I am a nanny - been here 3.6 years and the other day realised I wasn't enjoying my job or looking forward to coming back after a few days away.

My employer is an ok employer, but we do have issues at times and I love my charge and if things were different I WOULD stay on but they're not and there's nothing my boss can do to change things.

So I think I am about to step into the deep end and find a new job - BUT do I tell my boss first to give her a heads up or just tell her when I find something?

iluvkids Sun 24-Feb-13 16:26:59

If the shoe was on the other foot..would they tell/warn you...

I'd look out for you...

Mogandme Sun 24-Feb-13 16:28:22

Hmmm true hmm

DIYapprentice Sun 24-Feb-13 18:34:49

For those reasons, no I wouldn't tell them. As you say, there's nothing they can do to make you stay. If you do want to be helpful, you could prepare a handover folder for the new nanny.

Isabeller Sun 24-Feb-13 18:41:11

Sadly also have to say don't tell until you have a firm offer elsewhere

boo88 Sun 24-Feb-13 18:45:56

i am a nanny with a similar situation. that i have been with the family for 6 months with no contract. i have decided to return to my previous family who have offered my five days work but now i am only doing three. i am unsure about the amount of notice i should give them as i don't have a contract.

Antidote Sun 24-Feb-13 18:52:24

As someone who has had a nanny, who has "thought about leaving" twice (once to the point where we had recruited a new nanny), then left for real I would suggest you tell them what you are thinking but give them a date by which you will let them know for certain.

I would respect that position.

expatinscotland Sun 24-Feb-13 18:54:55

NO. Get another job and then tell them. Same as you would in any other job. You don't owe them anything more than they owe you. It's a job.

Karoleann Sun 24-Feb-13 20:15:01

No, I wouldn't say anything, it's always a bit more awkward when someone is leaving anyway. And they're likely to start recruiting straight away, they may even find someone else before you have another job to go to.

Iggly Mon 25-Feb-13 06:49:42

Yes I would. Just because they wouldn't doesn't mean you need to be the same.

Why cant things change?

flubba Mon 25-Feb-13 07:15:00

Unless you can come up with other reasons why you're looking to leave, (other than "I don't like working for you") then I wouldn't say anything for the time being as it would make the remaining working time very awkward.

HappyAsEyeAm Mon 25-Feb-13 08:59:21

"we do have issues at times"

Is your employer aware of those issues, is it possible for them to be resolved, and is your employer aware that those issues are causing you to seriously think about leaving?

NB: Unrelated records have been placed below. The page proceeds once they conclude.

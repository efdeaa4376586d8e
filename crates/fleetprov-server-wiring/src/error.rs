// Copyright (c) 2025 Geoffrey Huntley <ghuntley@ghuntley.com>. All rights reserved.
// SPDX-License-Identifier: Proprietary

use thiserror::Error;

pub type Result<T> = std::result::Result<T, WiringError>;

/// Errors returned by reachability resolvers.
#[derive(Error, Debug)]
pub enum WiringError {
	#[error("unknown device: {0}")]
	UnknownDevice(String),

	#[error("invalid storage URL {url}: {message}")]
	InvalidUrl { url: String, message: String },

	#[error("artifact cache is not configured")]
	CacheUnavailable,

	#[error("HTTP request failed: {0}")]
	Http(#[from] reqwest::Error),

	#[error("wiring service error: {status} - {message}")]
	Api { status: u16, message: String },

	#[error("URL parse error: {0}")]
	UrlParse(#[from] url::ParseError),
}
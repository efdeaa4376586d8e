// Copyright (c) 2025 Geoffrey Huntley <ghuntley@ghuntley.com>. All rights reserved.
// SPDX-License-Identifier: Proprietary

//! Run-to-completion helpers layered on [`SshClient`].

use std::time::Duration;

use async_trait::async_trait;
use tokio::io::AsyncReadExt;
use tracing::{debug, warn};

use crate::client::{CommandOutput, SshClient};
use crate::error::{Result, SshError};

const BASE_RETRY_DELAY_MS: u64 = 500;
const MAX_RETRY_DELAY_MS: u64 = 30_000;
const RETRY_FACTOR: f64 = 2.0;

/// How many times to retry a command and how long to wait in between.
#[derive(Debug, Clone, Copy)]
pub struct RetryPolicy {
	pub attempts: u32,
	pub base_delay: Duration,
}

impl Default for RetryPolicy {
	fn default() -> Self {
		Self {
			attempts: 3,
			base_delay: Duration::from_millis(BASE_RETRY_DELAY_MS),
		}
	}
}

impl RetryPolicy {
	pub fn new(attempts: u32, base_delay: Duration) -> Self {
		Self {
			attempts: attempts.max(1),
			base_delay,
		}
	}

	pub(crate) fn delay_for(&self, retry: u32) -> Duration {
		let delay =
			self.base_delay.as_millis() as f64 * RETRY_FACTOR.powi(retry.saturating_sub(1) as i32);
		Duration::from_millis((delay as u64).min(MAX_RETRY_DELAY_MS))
	}
}

/// Command helpers available on every connection.
#[async_trait]
pub trait RemoteShell {
	/// Run `command` and capture everything, whatever the exit status.
	async fn output(&self, command: &str) -> Result<CommandOutput>;

	/// Run `command` to completion, failing unless it exits 0.
	async fn run(&self, command: &str) -> Result<()>;

	/// Run `command` and return its stdout, failing unless it exits 0.
	async fn run_output(&self, command: &str) -> Result<String>;

	/// Run `command`, retrying failures according to `policy`.
	async fn run_with_retry(&self, command: &str, policy: RetryPolicy) -> Result<()>;
}

#[async_trait]
impl<T: SshClient + ?Sized> RemoteShell for T {
	async fn output(&self, command: &str) -> Result<CommandOutput> {
		debug!(address = %self.address(), command, "running remote command");
		let process = self.exec(command).await?;
		let (stdin, mut stdout, mut stderr, exit) = process.into_parts();
		drop(stdin);

		let mut out = Vec::new();
		let mut err = Vec::new();
		let (out_res, err_res) = tokio::join!(stdout.read_to_end(&mut out), stderr.read_to_end(&mut err));
		out_res?;
		err_res?;
		let status = exit.await?;

		Ok(CommandOutput {
			stdout: out,
			stderr: err,
			status,
		})
	}

	async fn run(&self, command: &str) -> Result<()> {
		self.run_output(command).await.map(|_| ())
	}

	async fn run_output(&self, command: &str) -> Result<String> {
		let output = self.output(command).await?;
		if !output.success() {
			return Err(SshError::CommandFailed {
				command: command.to_string(),
				status: output.status,
				stderr: output.stderr_lossy().trim().to_string(),
			});
		}
		Ok(output.stdout_lossy())
	}

	async fn run_with_retry(&self, command: &str, policy: RetryPolicy) -> Result<()> {
		let mut retry = 0u32;
		loop {
			match self.run(command).await {
				Ok(()) => return Ok(()),
				Err(e) if retry + 1 < policy.attempts => {
					retry += 1;
					let delay = policy.delay_for(retry);
					warn!(
						address = %self.address(),
						command,
						retry,
						delay_ms = delay.as_millis() as u64,
						error = %e,
						"remote command failed, retrying"
					);
					tokio::time::sleep(delay).await;
				}
				Err(e) => return Err(e),
			}
		}
	}
}
// Copyright (c) 2025 Geoffrey Huntley <ghuntley@ghuntley.com>. All rights reserved.
// SPDX-License-Identifier: Proprietary

use std::time::Duration;

use axum::extract::{Path, Query, State};
use axum::Json;
use fleetprov_server_operations::Operation;
use serde::Deserialize;

use crate::api::AppState;
use crate::error::ServerError;

const DEFAULT_WAIT_SECS: u64 = 60;

fn operation_name(id: &str) -> String {
	format!("operations/{id}")
}

/// GET /v1/operations/{id}
pub async fn get_operation(
	State(state): State<AppState>,
	Path(id): Path<String>,
) -> Result<Json<Operation>, ServerError> {
	Ok(Json(state.operations.get(&operation_name(&id))?))
}

#[derive(Debug, Deserialize)]
pub struct WaitParams {
	pub timeout_secs: Option<u64>,
}

/// POST /v1/operations/{id}/wait
///
/// Blocks until the operation is terminal or the timeout passes, then
/// returns whatever snapshot is current.
#[tracing::instrument(skip(state), fields(operation = %id))]
pub async fn wait_operation(
	State(state): State<AppState>,
	Path(id): Path<String>,
	Query(params): Query<WaitParams>,
) -> Result<Json<Operation>, ServerError> {
	let timeout = Duration::from_secs(params.timeout_secs.unwrap_or(DEFAULT_WAIT_SECS))
		.min(state.max_wait);
	Ok(Json(
		state.operations.wait(&operation_name(&id), timeout).await?,
	))
}
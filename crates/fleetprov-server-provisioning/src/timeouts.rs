// Copyright (c) 2025 Geoffrey Huntley <ghuntley@ghuntley.com>. All rights reserved.
// SPDX-License-Identifier: Proprietary

use std::time::Duration;

/// Platform minimum delay before a newly booted kernel is marked good.
const KERNEL_CONFIRM_DELAY: Duration = Duration::from_secs(45);

/// Time limits for each bounded wait in a provisioning workflow.
#[derive(Debug, Clone, Copy, PartialEq, Eq)]
pub struct ProvisionTimeouts {
	/// Outer deadline for the whole workflow.
	pub overall: Duration,
	pub initial_connect: Duration,
	/// Window for the device to come back after each reboot.
	pub reboot_reconnect: Duration,
	pub ui_stabilize: Duration,
	pub kernel_stickiness: Duration,
	pub verify: Duration,
	pub poll_interval: Duration,
	/// Bound on the best-effort marker write after the outer deadline fires.
	pub timeout_marker: Duration,
}

impl Default for ProvisionTimeouts {
	fn default() -> Self {
		Self {
			overall: Duration::from_secs(60 * 60),
			initial_connect: Duration::from_secs(2 * 60),
			reboot_reconnect: Duration::from_secs(10 * 60),
			ui_stabilize: Duration::from_secs(5 * 60),
			kernel_stickiness: KERNEL_CONFIRM_DELAY * 2 + Duration::from_secs(10),
			verify: Duration::from_secs(5 * 60),
			poll_interval: Duration::from_secs(2),
			timeout_marker: Duration::from_secs(30),
		}
	}
}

I am a mum and nanny employer. I would like to think that I have a good relationship with our nanny, and that she would tell me of any issues and we would work together to solve them. I would be devastated if she gave in her notice without discusssing them with me first, and us both trying our best to reach a resolution. 3.6 years is a long time, and the children will have bonded with you. If there's a chance of sorting out the issues, I think you should do what you can (together) (and if you haven't already) to try.

Iggly Mon 25-Feb-13 09:14:11

I agree with Happy (I too have a nanny)

Marypoppins99 Mon 25-Feb-13 09:26:00

As a nanny who in a previous job when my boss was pregnant when I started my new job and wasn't told she was then was reassured my job was safe. Then told on her first day of maternity leave that I was being given my notice due to them not needing me. It has taught me to look out for myself as you never know what going to happen. If you aren't happy and the issues you think can't be resolved then it may be time that you do start looking.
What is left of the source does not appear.